Order Oribatida - BugGuide.Net

Suborder Poronota - BugGuide.Net

Oribatid mites as a major dietary source for alkaloids in poison frogs ? PNAS


----------



## jebb (Dec 21, 2013)

I'm bringing this thread back up because I have just purchased some nice delicate orchids from Andy's, and I have found a bunch of these similar mites on them. I wouldn't be very worried except my display tanks are located right next to my very precious Corucia Zebrata lizard. Should I co2 bomb the plants? I'm afraid bleach might kill the plants that I just spent a lot of money on. Please help!


----------



## jebb (Dec 21, 2013)

http://www.dendroboard.com/forum/attachments/identification-forum/7179d1358095667t-what-bug-bug1.jpg the previous pictures are the only pictures I could find that resemble the bugs that are on my plants.


----------



## FroggyKnight (Mar 14, 2013)

If they came on plants from Andy's, I highly doubt the mite that you are seeing are parasitic to reptiles. Your _Corucia zebrata_ is not at any risk from them. Those are some very interesting skinks by the way, I've always thought about breeding them and I find it a shame that they are not better represented in the hobby. I remember when they were collected in mass numbers and available for insanely cheap prices compared to what they go for now.

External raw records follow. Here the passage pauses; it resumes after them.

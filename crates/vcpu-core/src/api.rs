//! Host-facing machine API.
//!
//! [`Machine`] owns one address space and one execution engine and exposes
//! the operations a driver needs: load a program, step or run it, feed
//! keyboard input and inspect registers, flags and the video window.

use tracing::debug;

use crate::config::{ConfigError, MachineConfig};
use crate::engine::{ExecutionEngine, InputError};
use crate::memory::AddressSpace;
use crate::parser::{parse_program, ParseError};
use crate::state::{FlagsSnapshot, GENERAL_REGISTER_COUNT};
use crate::{EngineState, ExecutionFault};

/// Point-in-time copy of the host-visible processor state.
#[derive(Debug, Clone, PartialEq, Eq)]
#[cfg_attr(feature = "serde", derive(serde::Deserialize, serde::Serialize))]
pub struct MachineSnapshot {
    /// Lifecycle state.
    pub state: EngineState,
    /// Program counter.
    pub pc: usize,
    /// Stack pointer.
    pub sp: u16,
    /// Instructions retired in the current run.
    pub retired: u64,
    /// `R0`..`R7`.
    pub registers: [u16; GENERAL_REGISTER_COUNT],
    /// Condition flags.
    pub flags: FlagsSnapshot,
    /// Fault recorded by the last failure, if any.
    pub fault: Option<ExecutionFault>,
}

/// A configured simulator instance.
#[derive(Debug, Clone)]
pub struct Machine {
    space: AddressSpace,
    engine: ExecutionEngine,
}

impl Machine {
    /// Creates a machine with nothing loaded.
    ///
    /// # Errors
    ///
    /// Returns a [`ConfigError`] when `config` violates the layout rules.
    pub fn new(config: MachineConfig) -> Result<Self, ConfigError> {
        let space = AddressSpace::new(config)?;
        let engine = ExecutionEngine::new(space.map().stack().end);
        Ok(Self { space, engine })
    }

    /// Parses and installs a program, then resets the engine to
    /// [`EngineState::Ready`].
    ///
    /// Peripheral state survives the reload.
    ///
    /// # Errors
    ///
    /// Returns the first [`ParseError`]; the previously loaded program stays
    /// in place untouched.
    pub fn load(&mut self, text: &str) -> Result<(), ParseError> {
        let program = parse_program(text, self.space.new_program_store())?;
        debug!(
            instructions = program.len(),
            labels = program.labels().len(),
            "program loaded"
        );
        self.space.install_program(program);
        self.engine.restart(&mut self.space);
        Ok(())
    }

    /// Executes one instruction.
    pub fn step(&mut self) -> EngineState {
        self.engine.step(&mut self.space)
    }

    /// Runs until halted, failed, awaiting input, or `max_steps` is reached.
    pub fn run(&mut self, max_steps: Option<u64>) -> EngineState {
        self.engine.run(&mut self.space, max_steps)
    }

    /// Resets the processor and data store for a fresh run of the loaded program.
    pub fn restart(&mut self) {
        self.engine.restart(&mut self.space);
    }

    /// Completes a suspended keyboard read.
    ///
    /// # Errors
    ///
    /// Returns [`InputError::NotAwaitingInput`] unless the engine is
    /// [`EngineState::AwaitingInput`].
    pub fn supply_input(&mut self, line: &str) -> Result<EngineState, InputError> {
        self.engine.supply_input(&mut self.space, line)
    }

    /// Queues a key code for later keyboard reads.
    pub fn push_key(&mut self, code: u16) {
        self.space.keyboard_mut().push_key(code);
    }

    /// Queues every character of `text` for later keyboard reads.
    pub fn push_text(&mut self, text: &str) {
        self.space.keyboard_mut().push_text(text);
    }

    /// Current contents of the video window.
    #[must_use]
    pub fn read_video_window(&self) -> &[u16] {
        self.space.read_video_window()
    }

    /// Copy of `R0`..`R7`.
    #[must_use]
    pub const fn snapshot_registers(&self) -> [u16; GENERAL_REGISTER_COUNT] {
        self.engine.arch().gprs()
    }

    /// Copy of the condition flags.
    #[must_use]
    pub const fn snapshot_flags(&self) -> FlagsSnapshot {
        self.engine.arch().flags()
    }

    /// Copy of everything a host usually reports.
    #[must_use]
    pub const fn snapshot(&self) -> MachineSnapshot {
        MachineSnapshot {
            state: self.engine.state(),
            pc: self.pc(),
            sp: self.sp(),
            retired: self.engine.retired(),
            registers: self.snapshot_registers(),
            flags: self.snapshot_flags(),
            fault: self.engine.last_fault(),
        }
    }

    /// Program counter.
    #[must_use]
    pub const fn pc(&self) -> usize {
        self.engine.arch().pc()
    }

    /// Stack pointer.
    #[must_use]
    pub const fn sp(&self) -> u16 {
        self.engine.arch().sp()
    }

    /// Lifecycle state.
    #[must_use]
    pub const fn state(&self) -> EngineState {
        self.engine.state()
    }

    /// Fault recorded by the last failure.
    #[must_use]
    pub const fn last_fault(&self) -> Option<ExecutionFault> {
        self.engine.last_fault()
    }

    /// Instructions retired in the current run.
    #[must_use]
    pub const fn retired(&self) -> u64 {
        self.engine.retired()
    }

    /// Address space, for inspection.
    #[must_use]
    pub const fn memory(&self) -> &AddressSpace {
        &self.space
    }

    /// Configuration the machine was built with.
    #[must_use]
    pub const fn config(&self) -> &MachineConfig {
        self.space.config()
    }
}
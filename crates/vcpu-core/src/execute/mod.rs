//! Instruction execution pipeline.
//!
//! Every instruction runs in two phases:
//! 1. Read operands and compute all effects into an [`ExecuteState`]
//! 2. Commit the effects: data write, register write, FLAGS, SP, keyboard, PC
//!
//! Faults are raised only in phase 1, so a faulting instruction leaves no
//! partial side effects.

#![allow(clippy::similar_names, clippy::too_many_lines)]

mod flags;
mod helpers;

pub use flags::{add, div, logic, mul, result_flags, shl, shr, sub, AluOutput, FlagsUpdate};
pub use helpers::{read_location, read_operand, read_stack, resolve_destination, Location};

use crate::instruction::{Instruction, Operand};
use crate::memory::{AddressSpace, MemoryRead};
use crate::state::{ArchitecturalState, FlagsSnapshot};
use crate::FaultCode;

/// Outcome of executing a single instruction.
#[derive(Debug, Clone, Copy, PartialEq, Eq)]
pub enum ExecuteOutcome {
    /// Instruction completed; commit the execute state.
    Retired,
    /// An operand read the keyboard while nothing was queued; nothing may be
    /// committed until input is supplied.
    AwaitInput,
    /// Fault raised; nothing may be committed.
    Fault(FaultCode),
}

/// Side effects accumulated while executing one instruction.
#[derive(Debug, Clone, Default, PartialEq, Eq)]
pub struct ExecuteState {
    /// Destination and value to store.
    pub dest: Option<(Location, u16)>,
    /// FLAGS update to apply.
    pub flags_update: FlagsUpdate,
    /// New stack pointer.
    pub next_sp: Option<u16>,
    /// Whether the front keyboard entry was read and must be consumed.
    pub consume_key: bool,
    /// New PC value to set after commit.
    pub next_pc: Option<usize>,
    /// Value answering a keyboard read that found nothing queued.
    pub supplied_key: Option<u16>,
}

impl ExecuteState {
    /// Creates a state that advances PC to `next_pc`.
    #[must_use]
    pub fn new(next_pc: usize) -> Self {
        Self {
            next_pc: Some(next_pc),
            ..Self::default()
        }
    }
}

enum Stop {
    Fault(FaultCode),
    AwaitInput,
}

impl From<FaultCode> for Stop {
    fn from(cause: FaultCode) -> Self {
        Self::Fault(cause)
    }
}

#[derive(Clone, Copy)]
enum AluOp {
    Add,
    Sub,
    Mul,
    Div,
    And,
    Or,
    Xor,
    Shl,
    Shr,
}

impl AluOp {
    fn apply(self, a: u16, b: u16) -> Result<AluOutput, FaultCode> {
        Ok(match self {
            Self::Add => add(a, b),
            Self::Sub => sub(a, b),
            Self::Mul => mul(a, b),
            Self::Div => div(a, b)?,
            Self::And => logic(a & b),
            Self::Or => logic(a | b),
            Self::Xor => logic(a ^ b),
            Self::Shl => shl(a, b),
            Self::Shr => shr(a, b),
        })
    }
}

#[derive(Clone, Copy)]
enum Condition {
    Always,
    Equal,
    NotEqual,
    Greater,
    Less,
    GreaterEqual,
    LessEqual,
}

impl Condition {
    const fn holds(self, flags: FlagsSnapshot) -> bool {
        match self {
            Self::Always => true,
            Self::Equal => flags.zf,
            Self::NotEqual => !flags.zf,
            Self::Greater => !flags.zf && flags.sf == flags.of,
            Self::Less => flags.sf != flags.of,
            Self::GreaterEqual => flags.sf == flags.of,
            Self::LessEqual => flags.zf || flags.sf != flags.of,
        }
    }
}

/// Executes the instruction at `pc` without modifying the machine.
///
/// On [`ExecuteOutcome::Retired`] the caller applies the returned state with
/// [`commit_execution`]. On a fault or a keyboard suspension the state must be
/// discarded.
pub fn execute_instruction(
    instr: &Instruction,
    pc: usize,
    state: &ArchitecturalState,
    space: &AddressSpace,
) -> (ExecuteOutcome, ExecuteState) {
    execute_instruction_with_input(instr, pc, state, space, None)
}

/// Executes the instruction at `pc`, answering keyboard reads with `input`.
///
/// With `Some(value)` every keyboard operand reads `value` and the queue is
/// left untouched, so a suspended instruction can be finished with the word
/// the host supplied.
pub fn execute_instruction_with_input(
    instr: &Instruction,
    pc: usize,
    state: &ArchitecturalState,
    space: &AddressSpace,
    input: Option<u16>,
) -> (ExecuteOutcome, ExecuteState) {
    let mut exec = ExecuteState::new(pc + 1);
    exec.supplied_key = input;
    let flags = state.flags();

    let result = match instr {
        Instruction::Mov { dst, src } => execute_mov(*dst, *src, state, space, &mut exec),
        Instruction::Add { dst, src } => {
            execute_alu(AluOp::Add, *dst, *src, state, space, &mut exec)
        }
        Instruction::Sub { dst, src } => {
            execute_alu(AluOp::Sub, *dst, *src, state, space, &mut exec)
        }
        Instruction::Mul { dst, src } => {
            execute_alu(AluOp::Mul, *dst, *src, state, space, &mut exec)
        }
        Instruction::Div { dst, src } => {
            execute_alu(AluOp::Div, *dst, *src, state, space, &mut exec)
        }
        Instruction::And { dst, src } => {
            execute_alu(AluOp::And, *dst, *src, state, space, &mut exec)
        }
        Instruction::Or { dst, src } => execute_alu(AluOp::Or, *dst, *src, state, space, &mut exec),
        Instruction::Xor { dst, src } => {
            execute_alu(AluOp::Xor, *dst, *src, state, space, &mut exec)
        }
        Instruction::Shl { dst, src } => {
            execute_alu(AluOp::Shl, *dst, *src, state, space, &mut exec)
        }
        Instruction::Shr { dst, src } => {
            execute_alu(AluOp::Shr, *dst, *src, state, space, &mut exec)
        }
        Instruction::Cmp { lhs, rhs } => execute_cmp(*lhs, *rhs, state, space, &mut exec),
        Instruction::Not { dst } => execute_not(*dst, state, space, &mut exec),
        Instruction::Jmp { target } => execute_jump(target, Condition::Always, flags, space, &mut exec),
        Instruction::Je { target } => execute_jump(target, Condition::Equal, flags, space, &mut exec),
        Instruction::Jne { target } => {
            execute_jump(target, Condition::NotEqual, flags, space, &mut exec)
        }
        Instruction::Jg { target } => {
            execute_jump(target, Condition::Greater, flags, space, &mut exec)
        }
        Instruction::Jl { target } => execute_jump(target, Condition::Less, flags, space, &mut exec),
        Instruction::Jge { target } => {
            execute_jump(target, Condition::GreaterEqual, flags, space, &mut exec)
        }
        Instruction::Jle { target } => {
            execute_jump(target, Condition::LessEqual, flags, space, &mut exec)
        }
        Instruction::Push { src } => execute_push(*src, state, space, &mut exec),
        Instruction::Pop { dst } => execute_pop(*dst, state, space, &mut exec),
        Instruction::Call { target } => execute_call(target, pc, state, space, &mut exec),
        Instruction::Ret => execute_ret(state, space, &mut exec),
    };

    match result {
        Ok(()) => (ExecuteOutcome::Retired, exec),
        Err(Stop::AwaitInput) => (ExecuteOutcome::AwaitInput, exec),
        Err(Stop::Fault(cause)) => (ExecuteOutcome::Fault(cause), exec),
    }
}

/// Applies the side effects of a retired instruction.
///
/// The data write goes first; it is the only fallible step and was already
/// validated during execution.
///
/// # Errors
///
/// Returns [`FaultCode::InvalidAddress`] if the data write is rejected, in
/// which case nothing else is applied.
pub fn commit_execution(
    state: &mut ArchitecturalState,
    space: &mut AddressSpace,
    exec: &ExecuteState,
) -> Result<(), FaultCode> {
    match exec.dest {
        Some((Location::Data(addr), value)) => {
            space.write_data(u32::from(addr), value)?;
        }
        Some((Location::Register(reg), value)) => state.set_gpr(reg, value),
        None => {}
    }

    match exec.flags_update {
        FlagsUpdate::None => {}
        FlagsUpdate::Set(flags) => state.set_flags(flags),
    }

    if let Some(sp) = exec.next_sp {
        state.set_sp(sp);
    }

    if exec.consume_key {
        space.consume_key();
    }

    if let Some(pc) = exec.next_pc {
        state.set_pc(pc);
    }

    Ok(())
}

fn take_value(read: MemoryRead, exec: &mut ExecuteState) -> Result<u16, Stop> {
    match (read, exec.supplied_key) {
        (MemoryRead::Word(value), _) | (MemoryRead::Keyboard(_), Some(value)) => Ok(value),
        (MemoryRead::Keyboard(Some(value)), None) => {
            exec.consume_key = true;
            Ok(value)
        }
        (MemoryRead::Keyboard(None), None) => Err(Stop::AwaitInput),
    }
}

fn execute_mov(
    dst: Operand,
    src: Operand,
    state: &ArchitecturalState,
    space: &AddressSpace,
    exec: &mut ExecuteState,
) -> Result<(), Stop> {
    let location = resolve_destination(dst, state, space)?;
    let value = take_value(read_operand(src, state, space)?, exec)?;

    exec.dest = Some((location, value));
    Ok(())
}

fn execute_alu(
    op: AluOp,
    dst: Operand,
    src: Operand,
    state: &ArchitecturalState,
    space: &AddressSpace,
    exec: &mut ExecuteState,
) -> Result<(), Stop> {
    let location = resolve_destination(dst, state, space)?;
    let a = read_location(location, state, space)?;
    let b = take_value(read_operand(src, state, space)?, exec)?;
    let out = op.apply(a, b)?;

    exec.dest = Some((location, out.value));
    exec.flags_update = FlagsUpdate::Set(out.flags);
    Ok(())
}

fn execute_cmp(
    lhs: Operand,
    rhs: Operand,
    state: &ArchitecturalState,
    space: &AddressSpace,
    exec: &mut ExecuteState,
) -> Result<(), Stop> {
    let a = take_value(read_operand(lhs, state, space)?, exec)?;
    let b = take_value(read_operand(rhs, state, space)?, exec)?;
    exec.flags_update = FlagsUpdate::Set(sub(a, b).flags);
    Ok(())
}

fn execute_not(
    dst: Operand,
    state: &ArchitecturalState,
    space: &AddressSpace,
    exec: &mut ExecuteState,
) -> Result<(), Stop> {
    let location = resolve_destination(dst, state, space)?;
    let out = logic(!read_location(location, state, space)?);

    exec.dest = Some((location, out.value));
    exec.flags_update = FlagsUpdate::Set(out.flags);
    Ok(())
}

fn execute_jump(
    target: &str,
    condition: Condition,
    flags: FlagsSnapshot,
    space: &AddressSpace,
    exec: &mut ExecuteState,
) -> Result<(), Stop> {
    let index = space.resolve_label(target)?;
    if condition.holds(flags) {
        exec.next_pc = Some(index);
    }
    Ok(())
}

fn push_slot(state: &ArchitecturalState, space: &AddressSpace) -> Result<u16, FaultCode> {
    let sp = state.sp();
    if sp <= space.map().stack().start {
        return Err(FaultCode::StackOverflow);
    }
    Ok(sp)
}

fn pop_slot(state: &ArchitecturalState, space: &AddressSpace) -> Result<u16, FaultCode> {
    let sp = state.sp();
    if sp >= space.map().stack().end {
        return Err(FaultCode::StackUnderflow);
    }
    Ok(sp + 1)
}

fn execute_push(
    src: Operand,
    state: &ArchitecturalState,
    space: &AddressSpace,
    exec: &mut ExecuteState,
) -> Result<(), Stop> {
    let value = take_value(read_operand(src, state, space)?, exec)?;
    let sp = push_slot(state, space)?;

    exec.dest = Some((Location::Data(sp), value));
    exec.next_sp = Some(sp - 1);
    Ok(())
}

fn execute_pop(
    dst: Operand,
    state: &ArchitecturalState,
    space: &AddressSpace,
    exec: &mut ExecuteState,
) -> Result<(), Stop> {
    let sp = pop_slot(state, space)?;
    let value = read_stack(space, sp)?;
    let location = resolve_destination(dst, state, space)?;

    exec.dest = Some((location, value));
    exec.next_sp = Some(sp);
    Ok(())
}

fn execute_call(
    target: &str,
    pc: usize,
    state: &ArchitecturalState,
    space: &AddressSpace,
    exec: &mut ExecuteState,
) -> Result<(), Stop> {
    let index = space.resolve_label(target)?;
    let return_addr = u16::try_from(pc + 1).map_err(|_| FaultCode::InvalidAddress)?;
    let sp = push_slot(state, space)?;

    exec.dest = Some((Location::Data(sp), return_addr));
    exec.next_sp = Some(sp - 1);
    exec.next_pc = Some(index);
    Ok(())
}

fn execute_ret(
    state: &ArchitecturalState,
    space: &AddressSpace,
    exec: &mut ExecuteState,
) -> Result<(), Stop> {
    let sp = pop_slot(state, space)?;
    let target = usize::from(read_stack(space, sp)?);
    if target > space.program().len() {
        return Err(FaultCode::InvalidAddress.into());
    }

    exec.next_sp = Some(sp);
    exec.next_pc = Some(target);
    Ok(())
}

It saddens me to think of how their numbers declined due to the forestry business as well....

I do not know how the mites will affect the plants however. Some mites tend to be harmless and are just there, but others can be problematic. When you say sensitive orchids, what species are you talking about?

Lastly, I think it would have been better to start a new thread rather than resurrect this one. Just something to keep in mind for next time 

John


----------



## Bob1000 (Jan 15, 2014)

Wish you were in the states I would have bought them from you.. As a anti mite kept in with fruit flies and bean beetle cultures..


----------



## FroggyKnight (Mar 14, 2013)

Bob1000 said:


> Wish you were in the states I would have bought them from you.. As a anti mite kept in with fruit flies and bean beetle cultures..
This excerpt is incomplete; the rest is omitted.